Evan Rachel Wood released a statement Monday morning alleging that Marilyn Manson abused her during the course of their relationship, which ended in 2010. They began dating when Wood was 19 in 2007 and Manson was 38, getting engaged in 2010 before breaking up.
“The name of my abuser is Brian Warner, also known to the world as Marilyn Manson,” Wood wrote on Instagram. “He started grooming me when I was a teenager and horrifically abused me for years. I was brainwashed and manipulated into submission. I am done living in fear of retaliation, slander, or blackmail. I am here to expose this dangerous man and call out the many industries that have enabled him before he ruins any more lives. I stand with the many victims who will no longer be silent.”
A representative for Manson did not respond to Rolling Stone‘s request for comment, but the singer’s rep told Metal Hammer last year, in response to queries about the allegations, “Personal testimony is just that, and we think it’s inappropriate to comment on that. You then go on to talk about Manson being accused of ‘terrible things’ by unnamed ‘critics’ but offer no guidance on who these critics are and what these things are, so it’s not possible to comment.”
Wood spoke about suffering abuse with Rolling Stone in 2016 but did not mention specific names. “I’ve been raped. By a significant other while we were together. And on a separate occasion, by the owner of a bar,” she said the day after the 2016 presidential election. “I don’t believe we live in a time where people can stay silent any longer. Not given the state our world is in with its blatant bigotry and sexism.”
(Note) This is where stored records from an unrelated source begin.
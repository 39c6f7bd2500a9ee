//! Driven (output) ports - implemented by infrastructure.
//!
//! The `bffgen-adapters` crate provides implementations.

use std::path::{Path, PathBuf};

use crate::domain::{CommentStyle, ConfigModel, GenerationState, RouteKey, Scaffold};
use crate::error::BffgenResult;

/// Port for filesystem operations.
///
/// Implemented by `bffgen_adapters::filesystem::LocalFilesystem`.
#[cfg_attr(test, mockall::automock)]
pub trait Filesystem: Send + Sync {
    /// Read a file. `Ok(None)` when it does not exist.
    fn read_to_string(&self, path: &Path) -> BffgenResult<Option<String>>;

    /// Replace a file's content so readers see either the old or the new
    /// content, never a partial write. Parent directories are created.
    fn write_atomic(&self, path: &Path, content: &str) -> BffgenResult<()>;

    /// Copy a file, creating the destination's parent directories.
    fn copy_file(&self, from: &Path, to: &Path) -> BffgenResult<()>;

    /// Files directly inside a directory. Empty when it does not exist.
    fn list_files(&self, dir: &Path) -> BffgenResult<Vec<PathBuf>>;

    fn remove_file(&self, path: &Path) -> BffgenResult<()>;

    /// Check if path exists.
    fn exists(&self, path: &Path) -> bool;
}

/// Port for the persisted generation ledger.
///
/// Implemented by `bffgen_adapters::state_store::JsonStateStore`.
#[cfg_attr(test, mockall::automock)]
pub trait StateStore: Send + Sync {
    /// Load the ledger; a missing ledger is an empty one.
    fn load(&self) -> BffgenResult<GenerationState>;

    /// Write the full ledger atomically.
    fn persist(&self, state: &GenerationState) -> BffgenResult<()>;

    /// Where the ledger lives, for messages.
    fn location(&self) -> PathBuf;
}

/// One output file the renderer wants materialized.
#[derive(Debug, Clone, PartialEq, Eq)]
pub struct GenerationTarget {
    /// Relative to the project root.
    pub path: PathBuf,
    /// Content of the generator-owned region.
    pub region: String,
    /// Text around the region when the file is first created.
    pub scaffold: Scaffold,
    pub comment_style: CommentStyle,
    /// Routes whose code lives in `region`.
    pub routes: Vec<RouteKey>,
}

/// Port for turning a config into generated regions.
///
/// Implemented by `bffgen_adapters::renderer::BuiltinRenderer`.
#[cfg_attr(test, mockall::automock)]
pub trait RouteRenderer: Send + Sync {
    /// Every file the model needs, in a stable order.
    fn render(&self, model: &ConfigModel) -> Vec<GenerationTarget>;
}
Wood created the Phoenix Act — which was signed into law by California Governor Gavin Newsom in 2019 — to extend the statute of limitations on domestic violence from three years to five. It took effect in January 2020. While testifying before the California Senate, Wood spoke about violence suffered at the hands of a former partner. She did not name her alleged abuser, but she did tell the Senate: “I mustered the courage to leave several times, but he would call my house incessantly and threaten to kill himself. On one occasion, I returned to try and defuse the situation, he cornered me in our bedroom, and asked me to kneel. Then he tied me up by my hands and feet. Once I was restrained he beat me and shocked sensitive parts of my body with a torture device called a violet wand. To him it was a way for me to prove my loyalty. The pain was excruciating. It felt like I left my body and a part of me died that day.”
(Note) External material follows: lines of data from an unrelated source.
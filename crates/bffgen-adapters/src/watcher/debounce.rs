//! Per-path quiet windows for events fed into the pipeline directly.

use std::collections::HashMap;
use std::path::{Path, PathBuf};
use std::time::{Duration, Instant};

/// Tracks which paths are inside their debounce window.
///
/// Pure bookkeeping with the clock passed in, so the timing rules can be
/// tested without sleeping.
#[derive(Debug)]
pub struct QuietWindow {
    window: Duration,
    deadlines: HashMap<PathBuf, Instant>,
}

impl QuietWindow {
    pub fn new(window: Duration) -> Self {
        Self {
            window,
            deadlines: HashMap::new(),
        }
    }

    /// Note an event for `path` at `at`, restarting its window.
    pub fn record(&mut self, path: &Path, at: Instant) {
        self.deadlines.insert(path.to_path_buf(), at + self.window);
    }

    /// Remove and return every path whose window has elapsed by `now`,
    /// sorted for a stable dispatch order.
    pub fn due(&mut self, now: Instant) -> Vec<PathBuf> {
        let mut ready: Vec<PathBuf> = self
            .deadlines
            .iter()
            .filter(|&(_, &deadline)| deadline <= now)
            .map(|(path, _)| path.clone())
            .collect();
        for path in &ready {
            self.deadlines.remove(path);
        }
        ready.sort();
        ready
    }

    /// The earliest pending deadline, if any path is debouncing.
    pub fn next_deadline(&self) -> Option<Instant> {
        self.deadlines.values().min().copied()
    }
}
In the wake of Wood’s post, at least four other women have come forward with similar stories about Manson, according to Vanity Fair.
“As he was wooing me, I would come to find out he was torturing others,” accuser Sarah McNeilly wrote. “Before long, I was the one being tortured. I was emotionally abused, terrorized and scarred … I was thrown up against a wall and he threatened to bash my face in with the baseball bat he was holding … As a result of the way he treated me, I suffer from mental health issues and PTSD that have affected my personal and professional relationships, self-worth and personal goals. I believe he gets off on ruining people’s lives.”
“He would tie me up for the first of many times and rape me,” alleged a woman named Gabriella. “I sobbed on the floor of the hotel room and when I looked at him, he was smiling. He told me he knew that’s how I loved him because of my reaction.” Gabriella goes on to allege that Manson forced her to take drugs that were “more than my body could handle.” She later claimed her relationship with Manson caused her to attempt suicide.
“I repressed this because I felt no one around me could comprehend the severity of what I had gone through,” she wrote. “He gaslit me so much I began to gaslight myself.”
“There was abuse, sexual violence, physical violence and coercion. I still feel the affects every day. I have night terrors, PTSD, anxiety and mostly crippling OCD,” wrote another accuser Ashley Morgan. “He made me feel like him cutting me, burning me, his fist in my mouth was ‘our thing.’ There is so much more that happened.”